The Smithsonian Embraces 3D Printing
The Smithsonian Institution is one of the most famous museum collections in the world. It’s also got to be the largest. With 19 separate museums, 21 libraries, nine research centres and a zoo it holds an immense collection of artefacts. In total the collection has over 154 million items. It’s probably too many to really see in a lifetime. Of course, unless you make it to Washington, DC where the bulk of the collection is housed, you’ll never see it at all. Even if you do, only around 1% of the collection is on public display at any one time. The rest is stored in vast sheds – big enough that, for a while, the strategic bomber Enola Gay sat almost unnoticed in a corner of one of them.
Don’t panic, though, because thanks to 3D printing and an astonishing project by the Smithsonian Institution itself, you can print off your very own replicas of many of the collection’s pieces – and the number should grow significantly this year.
Going digital
Starting last year, the Smithsonian began digitally scanning some of its most popular exhibits and uploading them to the internet. If you visit the museum’s digitisation portal you can easily view highly detailed 3D images of some of its most iconic exhibits – the spacesuit Neil Armstrong wore when he landed on the moon, for example, or the Wright Flyer, the first powered aircraft to actually fly.
So far 124 exhibits have been scanned and published. They range from that spacesuit to ancient Buddhist statues, historic coins to dinosaur skeletons. Viewing them online is a great way to experience them if you can’t visit them in person – but now you can go one better.
The Smithsonian has also uploaded 3D printer files for most of the scanned exhibits, so you can download them free and print out your own miniature replicas. Now you can have that famous space suit on your shelf – posed beside a replica of the Apollo spacecraft escape hatch, if you like. Or why not print out the Wright Flyer and, as a contrast, the Bell X-1 – the first aircraft to break the sound barrier in level flight.

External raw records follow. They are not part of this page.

//! The wizard as an explicit finite-state machine.
//!
//! A transition runs in three parts so the busy step stays observable:
//! [`Workflow::begin`] commits the caller's value and enters the busy step,
//! [`Pending::run`] performs the single generation call on private copies,
//! and [`Workflow::complete`] installs the result or falls back to the
//! nearest editable step. While a step is busy every event is refused.

use serde::Serialize;
use tracing::{info, warn};

use crate::errors::{GenerationError, WorkflowError};
use crate::prompt;
use crate::provider::GenerationClient;
use crate::wire::{AnalysisResult, CallKind, DesignResult, DesignStage, ProjectInput, VisualResult};

#[derive(Debug, Clone, Copy, Default, PartialEq, Eq, Hash, Serialize)]
pub enum Step {
    #[default]
    Idea,
    ParsingIdea,
    Input,
    Analyzing,
    Adjustment,
    Designing,
    Refining,
    Result,
    Visualizing,
    VisualResult,
}

impl Step {
    /// A generation call is in flight.
    pub fn is_busy(self) -> bool {
        matches!(
            self,
            Step::ParsingIdea | Step::Analyzing | Step::Designing | Step::Refining | Step::Visualizing
        )
    }

    pub fn is_workspace(self) -> bool {
        !matches!(self, Step::Idea | Step::ParsingIdea)
    }

    /// Header shown while inside the workspace.
    pub fn label(self) -> Option<&'static str> {
        match self {
            Step::Idea | Step::ParsingIdea => None,
            Step::Input => Some("STAGE 1: CONFIGURATION"),
            Step::Analyzing => Some("STAGE 2: ANALYSIS"),
            Step::Adjustment => Some("STAGE 2: REVIEW"),
            Step::Designing => Some("STAGE 3: GENERATION"),
            Step::Refining => Some("STAGE 3: REFINEMENT"),
            Step::Result => Some("STAGE 3: FINALIZATION"),
            Step::Visualizing => Some("STAGE 4: VISUALIZING"),
            Step::VisualResult => Some("STAGE 4: PROTOTYPING"),
        }
    }

    /// Title and subtitle for the progress indicator of a busy step.
    pub fn progress(self) -> Option<(&'static str, &'static str)> {
        match self {
            Step::ParsingIdea => Some(("正在构建工作区", "正在理解您的创意并初始化项目参数...")),
            Step::Analyzing => Some(("逻辑压力测试中", "正在分析业务死角与交互闭环...")),
            Step::Designing => Some(("生成交互脚本", "正在编排视觉 DNA 与用户旅程...")),
            Step::Refining => Some(("优化设计", "正在基于您的修改进行逻辑回检...")),
            Step::Visualizing => Some(("构建 Nano 视觉原型", "正在将交互逻辑转化为黑白极简指令...")),
            _ => None,
        }
    }

    fn failure_message(self) -> &'static str {
        match self {
            Step::ParsingIdea => "无法解析创意，请尝试手动输入。",
            Step::Analyzing => "分析失败，请重试。",
            Step::Designing => "设计生成失败，请重试。",
            Step::Refining => "逻辑回检失败，请重试。",
            Step::Visualizing => "视觉脚本生成失败，请重试。",
            _ => "操作失败，请重试。",
        }
    }
}
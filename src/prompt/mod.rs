use crate::wire::{AnalysisResult, CallKind, DesignResult, DesignStage, LogicRisk, ProjectInput};

pub const IDEA_BUDGET: u32 = 1024;
pub const ANALYSIS_BUDGET: u32 = 2048;
pub const DESIGN_BUDGET: u32 = 4096;

/// Rendered instruction pair for one generation call.
#[derive(Debug, Clone, PartialEq, Eq)]
pub struct Prompt {
    pub call: CallKind,
    pub system: String,
    pub user: String,
    pub thinking_budget: u32,
}

fn creative_director() -> &'static str {
r#"你是一位专家创意总监。
将用户给出的粗略项目想法转化为结构化的创意简报 (中文)。
根据上下文创造性地推断缺失的细节。"#
}

fn analyst() -> &'static str {
r#"你是一位高级产品经理和逻辑架构师。
你的目标是分析“创意输入表”，提取“需求锚点”并执行“逻辑压力测试”。

**阶段 0：锚点提取**
提取：
- 项目身份（名称、Slogan 概念）
- 场景语境（时间、人群）
- 核心需求（隐喻、元素）

**阶段 2：逻辑压力测试（关键）**
针对这 4 个维度分析用户的想法，并提供具体的中文解决方案：
1. 时态逻辑（活动前 vs 活动中的差异）。 分类标记: Time-State
2. 反馈循环（系统是否确认用户操作？）。 分类标记: Feedback Loop
3. 导航拓扑（是否有死胡同？）。 分类标记: Navigation
4. 冗余检查（信息是否不必要地重复？）。 分类标记: Redundancy"#
}

fn designer() -> &'static str {
r#"你是一位精通 UI/UX 的专家交互视觉设计师。
你的角色是接收“需求锚点”和“逻辑风险”，并输出“全链路用户流程”和“视觉设计规范”。

**工作流阶段 1：视觉 DNA 解码**
基于核心隐喻和情绪，定义：
1. 排版与布局规则。
2. 控件与材质风格（按钮、容器）。
3. 灯光与氛围逻辑。

**工作流阶段 2：全链路映射**
将请求映射到这 8 个阶段：
Stage 0: 氛围加载 (Atmosphere Loading)
Stage 1: 智能入口 (Smart Entrance - 逻辑: 时间感知)
Stage 2: 新手引导 (Onboarding)
Stage 3: 核心选择 (Core Selection)
Stage 4: 数据输入 (Data Input)
Stage 5: 有效反馈 (Effective Feedback - 处理状态)
Stage 6: 结果揭晓 (The Reveal)
Stage 7: 循环与分享 (Loop & Share - 逻辑: 无死角)

每一阶段都需要提供具体的**交互逻辑**和**视觉呈现**文案，无需生成代码或Prompt。"#
}

fn nano_pro() -> &'static str {
r#"Role: Nano Pro 极简交互原型专家 (Minimalist Interaction Prototype Expert)
Profile: 你是一位擅长将复杂交互转化为清晰、具象、带注释的黑白线稿的视觉专家。你拒绝过度抽象，也拒绝过度真实。你追求的是 “功能显性化（Functional Explicit）”。你生成的画面不仅是界面截图，更是一张交互说明书——通过视觉符号（箭头、手势、高亮）明确标记出用户操作的逻辑与目的。

Constraint & Rules (核心思考模型):
1. 具象但简化 (Concrete but Simplified)：
   - 允许具象：描述具体的物体（如“扭蛋机”、“手”），让用户一眼认出。
   - 拒绝真实：严禁照片级质感。所有物体必须为 矢量线条（Vector Lines） 或 扁平色块（Flat Shapes）。
   - 强制元素：每一个 Prompt 必须明确包含“黑白简单的元素”和“黑白灰的对比图”这两个关键词，确保视觉语言的统一性。
2. 黑白灰层级美学 (Greyscale Hierarchy)：
   - 色彩约束：仅限 纯黑、纯白、中性灰。
   - 对比原则：核心主体 = 纯黑实心。背景/次要 = 灰色细线。
3. 交互逻辑显性化 (Visualize the Logic)：
   - 必须标记目的：每一张图都必须通过视觉元素解释“我在做什么”。
   - 视觉辅助符号：手势、路径虚线、状态反色。

Output Requirement:
你需要输出 JSON 格式。交互方案中的每一个阶段对应一个 keyframe（通常为 8 个），顺序与阶段顺序一致，不得合并或遗漏。
每个 keyframe 包含：
- stepName: 步骤名称
- logicPurpose: 逻辑与目的的描述（中文）
- nanoPrompt: 符合 Nano Pro 风格的绘画提示词（中文为主，包含特定关键词）"#
}

/// Every risk with its category, the flaw and the fix, one per line.
fn risk_lines(risks: &[LogicRisk]) -> String {
    if risks.is_empty() {
        return "(无)".to_string();
    }
    risks
        .iter()
        .map(|r| format!("- {} ({}): 风险: {} | 方案: {}", r.category, r.category.label(), r.risk, r.solution))
        .collect::<Vec<_>>()
        .join("\n")
}

fn stages_json(stages: &[DesignStage]) -> String {
    serde_json::to_string_pretty(stages).unwrap_or_else(|_| "<stages-json-unavailable>".to_string())
}

pub fn parse_idea(idea: &str) -> Prompt {
    let user = format!(
"用户想法: \"{idea}\"

要求:
- 推断一个朗朗上口的 \"projectName\" (项目名称)。
- 确定 \"coreMetaphor\" (核心隐喻，对视觉设计至关重要)。
- 提取 \"moodKeywords\" (情绪关键词)。
- 如果缺少细节，请根据现代交互式 Web 体验的标准，产生合理且高质量的默认值。",
        idea = idea.trim()
    );
    Prompt {
        call: CallKind::ParseIdea,
        system: creative_director().to_string(),
        user,
        thinking_budget: IDEA_BUDGET,
    }
}

pub fn analyze(input: &ProjectInput) -> Prompt {
    let user = format!(
"分析此项目输入 (请用中文输出分析结果):
项目: {name}
目标: {goal}
受众: {audience}
周期: {cycle}
隐喻: {metaphor}
动作: {actions}
情绪: {mood}
狂野想法: {wild}",
        name = input.project_name,
        goal = input.core_goal,
        audience = input.target_audience,
        cycle = input.cycle,
        metaphor = input.core_metaphor,
        actions = input.key_actions,
        mood = input.mood_keywords,
        wild = input.wild_ideas,
    );
    Prompt {
        call: CallKind::Analyze,
        system: analyst().to_string(),
        user,
        thinking_budget: ANALYSIS_BUDGET,
    }
}

pub fn design(input: &ProjectInput, analysis: &AnalysisResult) -> Prompt {
    let user = format!(
"基于这些已批准的锚点生成高保真设计规范 (全中文输出):

[语境]
项目: {name}
隐喻: {metaphor}
情绪: {mood}

[锚点]
身份: {identity}
背景: {background}
核心需求: {need}

[逻辑风险与解决方案 (必须在流程中实现)]
{risks}",
        name = input.project_name,
        metaphor = input.core_metaphor,
        mood = input.mood_keywords,
        identity = analysis.anchors.identity,
        background = analysis.anchors.background,
        need = analysis.anchors.core_need,
        risks = risk_lines(&analysis.risks),
    );
    Prompt {
        call: CallKind::Design,
        system: designer().to_string(),
        user,
        thinking_budget: DESIGN_BUDGET,
    }
}

/// Re-review a user-edited stage list. Shares the designer persona.
pub fn refine(input: &ProjectInput, analysis: &AnalysisResult, stages: &[DesignStage]) -> Prompt {
    let user = format!(
"用户已经手动修改了设计流程的草稿。
请作为一位资深的逻辑架构师，重新审查用户修改后的流程。

[任务]
1. 尊重用户的修改意图（不要随意覆盖用户的创意）。
2. 执行“逻辑回检”：检查修改后的流程是否引入了新的逻辑漏洞（基于原始的风险分析）。
3. 润色文案：使交互逻辑更严密，视觉描述更具画面感。
4. 重新生成完整的 DesignResult 对象，保持阶段数量与编号不变。

[原始语境]
项目: {name}
核心隐喻: {metaphor}

[原始风险清单]
{risks}

[用户修改后的流程草稿]
{stages}",
        name = input.project_name,
        metaphor = input.core_metaphor,
        risks = risk_lines(&analysis.risks),
        stages = stages_json(stages),
    );
    Prompt {
        call: CallKind::Refine,
        system: designer().to_string(),
        user,
        thinking_budget: DESIGN_BUDGET,
    }
}

pub fn visualize(input: &ProjectInput, design: &DesignResult) -> Prompt {
    let count = design.stages.len();
    let user = format!(
"请接收我的【交互方案】，并将其转化为 {count} 段 Nano Pro 极简黑白交互原型视觉指令。

[项目背景]
项目名称: {name}
核心隐喻: {metaphor}

[交互方案 (由交互设计师提供)]
{stages}

[任务]
1. 为这 {count} 个阶段逐一生成对应的 Nano Pro Prompt，keyframes 数量必须恰好为 {count}，顺序与阶段一致。
2. 严格遵循 System Prompt 中的“黑白灰层级美学”和“交互逻辑显性化”规则。
3. 确保输出为 JSON 格式。",
        count = count,
        name = input.project_name,
        metaphor = input.core_metaphor,
        stages = stages_json(&design.stages),
    );
    Prompt {
        call: CallKind::Visualize,
        system: nano_pro().to_string(),
        user,
        thinking_budget: DESIGN_BUDGET,
    }
}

This is an exciting project for quite a few reasons. Nothing is ever going to beat actually seeing a real object for yourself, but for most of us that isn’t really an option. Printing a 3D scan of the real thing is a pretty good alternative, though. There’s a direct link to the actual artefact; someone went round it with a scanner and you send the file they created to your printer. This project opens up access in a way that’s never been possible before.
Get hands on
It’s also a great way to introduce kids to new subjects in a hands-on way. If your children are interested in the history of flight, the Flyer and X-1 are a couple of great examples. They can watch the models take shape in your printer, then examine them to work out why one flew slowly for about the length of a football pitch, but just 45 years later the other blazed through the sky at close to a thousand miles an hour. They can even do some practical testing, throwing the models around the living room. The flimsy Flyer will soon flutter out of control, but the X-1 makes a pretty good dart!There’s a limit to how much the Smithsonian can scan. At one object a minute they’d still be at it 300 years from now. The plan is that, over the next five years, they’ll work with tech companies including Google and Autodesk to speed up the process. Expect to see a lot more of the Smithsonian Institution collection’s objects available to print in the near future. But probably not the Enola Gay.